Tom Brady. (photo: unknown)

NFL's War Against Science and Reason
By Robert Parry, Consortium News
29 May 16
As a powerful corporation and cultural icon, the NFL expects to always get its way whether muscling aside concussion scientists or ignoring science in a witch hunt against one of its best quarterbacks and teams, writes Robert Parry.
erhaps it’s because I just watched the movie, “Concussion,” which tells the story of the National Football League’s haughty denial of the science proving football-related brain damage – and the NFL’s abuse of the truth-tellers – but I still can’t understand why so many people side with Commissioner Roger Goodell in the absurd “Deflategate” case against Tom Brady.

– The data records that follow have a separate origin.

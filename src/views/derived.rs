//! View models recomputed from the loaded data and the current filters.

use chrono::NaiveDate;
use serde::Serialize;

use super::{ActionsData, MeetingsData};
use crate::filters::{self, ActiveMetric, FilterSpec};
use crate::metrics::{
    self, ActionMetrics, AgendaMetrics, AgendaTerritoryRow, MeetingMetrics, MeetingTerritoryRow,
    MonthBucket, StatusSlice, TerritoryBreakdown,
};
use crate::models::territory;
use crate::models::{ActionItem, AgendaItem, Meeting, Status};

const ACTION_TERRITORY_TOP: usize = 8;
const AGENDA_TERRITORY_TOP: usize = 5;
const TOP_AGENDA_ITEMS: usize = 10;
const RECENT_MONTHS: u32 = 6;

#[derive(Debug, Serialize)]
pub struct ActionsView {
    pub items: Vec<ActionItem>,
    pub active_metric: Option<Status>,
    pub active_filters: usize,
    pub metrics: ActionMetrics,
    pub status_distribution: Vec<StatusSlice>,
    pub by_territory: Vec<TerritoryBreakdown>,
    /// Every selected territory (or every known one), zero rows included.
    pub territory_overview: Vec<TerritoryBreakdown>,
    pub monthly: Vec<MonthBucket>,
    /// The last six calendar months up to `today`, empty months as zeros.
    pub recent_trend: Vec<MonthBucket>,
}

/// KPIs and charts follow the shared filters; the item list also honours
/// the KPI drill-down.
pub fn actions(data: &ActionsData, spec: &FilterSpec, metric: ActiveMetric, today: NaiveDate) -> ActionsView {
    let filtered = filters::filter(&data.items, spec);
    let overview_territories: Vec<String> = if spec.territories.is_empty() {
        territory::names(&data.territories)
    } else {
        spec.territories.iter().cloned().collect()
    };
    ActionsView {
        items: filters::filter_actions(&data.items, spec, metric),
        active_metric: metric.get(),
        active_filters: spec.active_filters_count(),
        metrics: ActionMetrics::compute_on(&filtered, today),
        status_distribution: metrics::status_distribution(&filtered),
        by_territory: metrics::territory_breakdown(&filtered, Some(ACTION_TERRITORY_TOP)),
        territory_overview: metrics::territory_breakdown_for(&filtered, &overview_territories),
        monthly: metrics::monthly_trend(&filtered),
        recent_trend: metrics::monthly_window_on(&filtered, today, RECENT_MONTHS),
    }
}

#[derive(Debug, Serialize)]
pub struct AgendaView {
    pub items: Vec<AgendaItem>,
    pub active_filters: usize,
    pub metrics: AgendaMetrics,
    pub status_distribution: Vec<StatusSlice>,
    pub top_items: Vec<AgendaItem>,
    pub by_territory: Vec<AgendaTerritoryRow>,
}

pub fn agenda(items: &[AgendaItem], spec: &FilterSpec) -> AgendaView {
    let filtered = filters::filter(items, spec);
    AgendaView {
        active_filters: spec.active_filters_count(),
        metrics: AgendaMetrics::compute(&filtered),
        status_distribution: metrics::status_distribution(&filtered),
        top_items: metrics::top_agenda_items(&filtered, TOP_AGENDA_ITEMS),
        by_territory: metrics::agenda_territory_breakdown(&filtered, Some(AGENDA_TERRITORY_TOP)),
        items: filtered,
    }
}

#[derive(Debug, Serialize)]
pub struct MeetingsView {
    pub meetings: Vec<Meeting>,
    pub active_filters: usize,
    pub metrics: MeetingMetrics,
    pub by_territory: Vec<MeetingTerritoryRow>,
}

pub fn meetings(data: &MeetingsData, spec: &FilterSpec) -> MeetingsView {
    let filtered = filters::filter(&data.meetings, spec);
    MeetingsView {
        active_filters: spec.active_filters_count(),
        metrics: MeetingMetrics::compute(&filtered),
        by_territory: metrics::meeting_territory_breakdown(&filtered, &territory::names(&data.territories)),
        meetings: filtered,
    }
}

#[cfg(test)]
mod tests {
    use super::*;
    use crate::models::Territory;

    fn d(s: &str) -> NaiveDate {
        NaiveDate::parse_from_str(s, "%Y-%m-%d").unwrap()
    }

    fn action(id: &str, territory: &str, status: Status) -> ActionItem {
        ActionItem {
            id: id.into(),
            meeting_date: d("2025-01-10"),
            agenda_item_description: "Pauta".into(),
            problem: String::new(),
            description: String::new(),
            solution: String::new(),
            responsible_parties: "Ana".into(),
            territory: territory.into(),
            deadline: None,
            status,
        }
    }

    fn data() -> ActionsData {
        ActionsData {
            territories: vec![
                Territory { id: "1".into(), name: "Leste".into() },
                Territory { id: "2".into(), name: "Norte".into() },
            ],
            items: vec![
                action("1", "Norte", Status::Done),
                action("2", "Norte", Status::Pending),
            ],
        }
    }

    #[test]
    fn drill_down_narrows_items_but_not_kpis() {
        let mut metric = ActiveMetric::default();
        metric.toggle(Status::Done);
        let view = actions(&data(), &FilterSpec::default(), metric, d("2025-06-01"));
        assert_eq!(view.items.len(), 1);
        assert_eq!(view.metrics.total, 2);
        assert_eq!(view.metrics.completion_rate, 50);
        assert_eq!(view.active_metric, Some(Status::Done));
    }

    #[test]
    fn overview_backfills_reference_territories() {
        let view = actions(&data(), &FilterSpec::default(), ActiveMetric::default(), d("2025-06-01"));
        let names: Vec<_> = view.territory_overview.iter().map(|r| (r.territory.as_str(), r.total)).collect();
        assert_eq!(names, vec![("Leste", 0), ("Norte", 2)]);
    }

    #[test]
    fn overview_uses_selected_territories_when_filtering() {
        let spec = FilterSpec { territories: ["Sul".to_string()].into(), ..Default::default() };
        let view = actions(&data(), &spec, ActiveMetric::default(), d("2025-06-01"));
        assert!(view.items.is_empty());
        assert_eq!(view.territory_overview.len(), 1);
        assert_eq!(view.territory_overview[0].territory, "Sul");
        assert_eq!(view.active_filters, 1);
    }
}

Surely, the NFL’s four-game suspension of the New England Patriots quarterback on the charge of tampering with the air pressure of footballs is not as serious as the NFL covering up the dangers from concussions (reminiscent of how the cigarette industry long denied links between smoking and cancer), but the Brady case is a microcosm of how power works and how checks and balances, including the major news media, fail.
What seems to have happened behind the scenes of Deflategate is that once the controversy got started with a leak from the NFL, followed by intense coverage before the 2015 Super Bowl game, the NFL didn’t want to admit its own stupidity, since none of the officials involved knew the basic physics of how environmental conditions can affect the air pressure of a football, a piece of knowledge that might have stopped this nonsense in its tracks.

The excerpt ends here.